* **Your assignment**:
Reproduce exactly the lines below, from the first through the one containing "change is measured.", and nothing more.
*** Opening Material for this task ***
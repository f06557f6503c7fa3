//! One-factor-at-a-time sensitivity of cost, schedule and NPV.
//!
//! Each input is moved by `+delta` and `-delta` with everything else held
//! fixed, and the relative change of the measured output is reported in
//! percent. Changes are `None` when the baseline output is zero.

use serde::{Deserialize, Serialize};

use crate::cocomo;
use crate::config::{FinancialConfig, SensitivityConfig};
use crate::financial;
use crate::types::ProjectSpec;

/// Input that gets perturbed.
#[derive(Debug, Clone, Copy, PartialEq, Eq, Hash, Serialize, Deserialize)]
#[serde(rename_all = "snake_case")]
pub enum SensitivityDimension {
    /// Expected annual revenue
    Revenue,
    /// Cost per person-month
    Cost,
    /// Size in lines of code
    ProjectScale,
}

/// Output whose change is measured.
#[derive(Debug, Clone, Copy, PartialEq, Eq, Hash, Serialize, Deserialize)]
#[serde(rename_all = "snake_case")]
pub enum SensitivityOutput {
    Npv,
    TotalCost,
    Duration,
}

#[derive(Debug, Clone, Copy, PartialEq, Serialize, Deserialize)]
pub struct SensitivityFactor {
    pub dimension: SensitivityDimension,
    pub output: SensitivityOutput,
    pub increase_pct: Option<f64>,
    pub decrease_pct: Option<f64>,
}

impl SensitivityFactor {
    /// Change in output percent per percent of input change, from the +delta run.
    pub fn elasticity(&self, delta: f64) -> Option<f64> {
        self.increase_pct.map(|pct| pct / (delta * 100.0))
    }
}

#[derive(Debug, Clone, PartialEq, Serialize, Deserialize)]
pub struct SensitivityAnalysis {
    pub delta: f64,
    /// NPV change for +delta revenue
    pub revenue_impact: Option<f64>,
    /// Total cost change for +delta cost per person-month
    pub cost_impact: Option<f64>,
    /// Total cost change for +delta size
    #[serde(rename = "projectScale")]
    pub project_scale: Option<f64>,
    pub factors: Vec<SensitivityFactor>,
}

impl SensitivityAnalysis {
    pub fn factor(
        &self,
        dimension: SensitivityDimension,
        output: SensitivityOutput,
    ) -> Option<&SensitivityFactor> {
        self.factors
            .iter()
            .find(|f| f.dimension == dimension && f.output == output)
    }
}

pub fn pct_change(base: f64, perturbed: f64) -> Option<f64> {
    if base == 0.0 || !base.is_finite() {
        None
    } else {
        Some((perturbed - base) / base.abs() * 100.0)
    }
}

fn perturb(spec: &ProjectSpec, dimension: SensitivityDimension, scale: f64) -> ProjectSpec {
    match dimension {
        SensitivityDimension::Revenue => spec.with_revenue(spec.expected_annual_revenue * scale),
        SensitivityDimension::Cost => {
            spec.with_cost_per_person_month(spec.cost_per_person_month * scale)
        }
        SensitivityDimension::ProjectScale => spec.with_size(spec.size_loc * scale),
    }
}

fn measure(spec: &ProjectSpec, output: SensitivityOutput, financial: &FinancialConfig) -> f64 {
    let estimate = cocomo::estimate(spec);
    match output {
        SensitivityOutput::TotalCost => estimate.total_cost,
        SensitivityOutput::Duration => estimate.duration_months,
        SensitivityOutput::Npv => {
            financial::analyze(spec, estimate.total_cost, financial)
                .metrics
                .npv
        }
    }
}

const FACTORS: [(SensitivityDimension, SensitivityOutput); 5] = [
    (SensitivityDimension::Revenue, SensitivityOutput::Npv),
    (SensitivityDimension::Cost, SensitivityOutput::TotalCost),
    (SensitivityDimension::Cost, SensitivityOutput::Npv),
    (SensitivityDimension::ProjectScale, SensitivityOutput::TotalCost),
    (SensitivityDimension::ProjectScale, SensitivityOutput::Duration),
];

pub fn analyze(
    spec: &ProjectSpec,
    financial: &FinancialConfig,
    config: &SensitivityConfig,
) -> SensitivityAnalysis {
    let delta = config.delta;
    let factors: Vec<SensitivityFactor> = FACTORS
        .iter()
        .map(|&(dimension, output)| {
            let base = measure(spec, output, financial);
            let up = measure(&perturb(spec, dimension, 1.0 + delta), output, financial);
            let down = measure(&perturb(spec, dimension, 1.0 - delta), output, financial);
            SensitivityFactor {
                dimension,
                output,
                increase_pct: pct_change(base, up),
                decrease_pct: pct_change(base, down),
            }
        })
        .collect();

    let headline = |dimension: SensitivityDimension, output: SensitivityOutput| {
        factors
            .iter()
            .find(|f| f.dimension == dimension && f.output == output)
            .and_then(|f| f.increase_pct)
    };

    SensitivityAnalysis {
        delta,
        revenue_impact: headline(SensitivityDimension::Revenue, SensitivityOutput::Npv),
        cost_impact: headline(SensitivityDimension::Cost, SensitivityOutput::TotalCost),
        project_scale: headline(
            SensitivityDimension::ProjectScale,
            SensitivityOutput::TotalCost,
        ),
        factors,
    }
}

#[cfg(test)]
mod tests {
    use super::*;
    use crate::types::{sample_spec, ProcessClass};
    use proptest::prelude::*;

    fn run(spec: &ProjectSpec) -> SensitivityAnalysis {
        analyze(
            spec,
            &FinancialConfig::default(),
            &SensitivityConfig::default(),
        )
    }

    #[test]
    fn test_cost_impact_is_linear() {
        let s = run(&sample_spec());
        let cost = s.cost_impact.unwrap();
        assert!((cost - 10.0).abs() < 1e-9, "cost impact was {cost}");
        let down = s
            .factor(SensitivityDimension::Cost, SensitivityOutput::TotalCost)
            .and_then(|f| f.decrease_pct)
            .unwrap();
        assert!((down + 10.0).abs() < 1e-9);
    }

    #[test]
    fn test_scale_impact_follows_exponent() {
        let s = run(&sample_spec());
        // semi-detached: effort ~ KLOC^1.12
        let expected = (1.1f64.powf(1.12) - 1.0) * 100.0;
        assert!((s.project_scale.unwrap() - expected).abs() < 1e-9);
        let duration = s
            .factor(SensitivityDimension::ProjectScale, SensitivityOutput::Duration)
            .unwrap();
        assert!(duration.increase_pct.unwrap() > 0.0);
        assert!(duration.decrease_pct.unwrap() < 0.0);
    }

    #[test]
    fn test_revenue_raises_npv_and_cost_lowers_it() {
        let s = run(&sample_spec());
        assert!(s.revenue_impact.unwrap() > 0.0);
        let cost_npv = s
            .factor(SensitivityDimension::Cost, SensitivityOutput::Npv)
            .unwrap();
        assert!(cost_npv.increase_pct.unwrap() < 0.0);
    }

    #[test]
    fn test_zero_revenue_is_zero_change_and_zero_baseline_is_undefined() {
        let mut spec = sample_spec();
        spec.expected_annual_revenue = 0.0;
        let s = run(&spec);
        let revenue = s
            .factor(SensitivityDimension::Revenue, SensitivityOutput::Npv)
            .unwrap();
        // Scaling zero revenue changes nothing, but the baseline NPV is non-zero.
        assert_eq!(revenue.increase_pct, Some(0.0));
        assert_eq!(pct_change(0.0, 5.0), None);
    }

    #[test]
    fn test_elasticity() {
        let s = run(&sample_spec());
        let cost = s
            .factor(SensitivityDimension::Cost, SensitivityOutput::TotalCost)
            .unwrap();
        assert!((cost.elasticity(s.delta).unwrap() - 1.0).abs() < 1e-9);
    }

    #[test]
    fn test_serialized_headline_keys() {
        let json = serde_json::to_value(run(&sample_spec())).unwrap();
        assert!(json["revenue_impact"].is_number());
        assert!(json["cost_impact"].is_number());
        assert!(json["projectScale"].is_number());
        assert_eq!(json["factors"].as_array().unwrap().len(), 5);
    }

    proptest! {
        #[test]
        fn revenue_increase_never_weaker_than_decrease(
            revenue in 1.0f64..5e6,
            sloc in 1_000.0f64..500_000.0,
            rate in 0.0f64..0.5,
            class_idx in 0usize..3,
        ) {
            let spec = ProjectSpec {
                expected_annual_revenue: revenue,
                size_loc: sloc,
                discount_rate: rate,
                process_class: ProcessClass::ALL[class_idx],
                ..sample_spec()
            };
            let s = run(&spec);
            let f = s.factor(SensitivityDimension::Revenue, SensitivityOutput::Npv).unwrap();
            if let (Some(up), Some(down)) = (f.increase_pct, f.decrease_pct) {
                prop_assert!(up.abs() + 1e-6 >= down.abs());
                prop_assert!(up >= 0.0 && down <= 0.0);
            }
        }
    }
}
*** Closing Material for this task ***
* **Result for this exercise**:
repository f06557f6503c7fa3
//! One-factor-at-a-time sensitivity of cost, schedule and NPV.
//!
//! Each input is moved by `+delta` and `-delta` with everything else held
//! fixed, and the relative change of the measured output is reported in
//! percent. Changes are `None` when the baseline output is zero.

use serde::{Deserialize, Serialize};

use crate::cocomo;
use crate::config::{FinancialConfig, SensitivityConfig};
use crate::financial;
use crate::types::ProjectSpec;

/// Input that gets perturbed.
#[derive(Debug, Clone, Copy, PartialEq, Eq, Hash, Serialize, Deserialize)]
#[serde(rename_all = "snake_case")]
pub enum SensitivityDimension {
    /// Expected annual revenue
    Revenue,
    /// Cost per person-month
    Cost,
    /// Size in lines of code
    ProjectScale,
}

/// Output whose change is measured.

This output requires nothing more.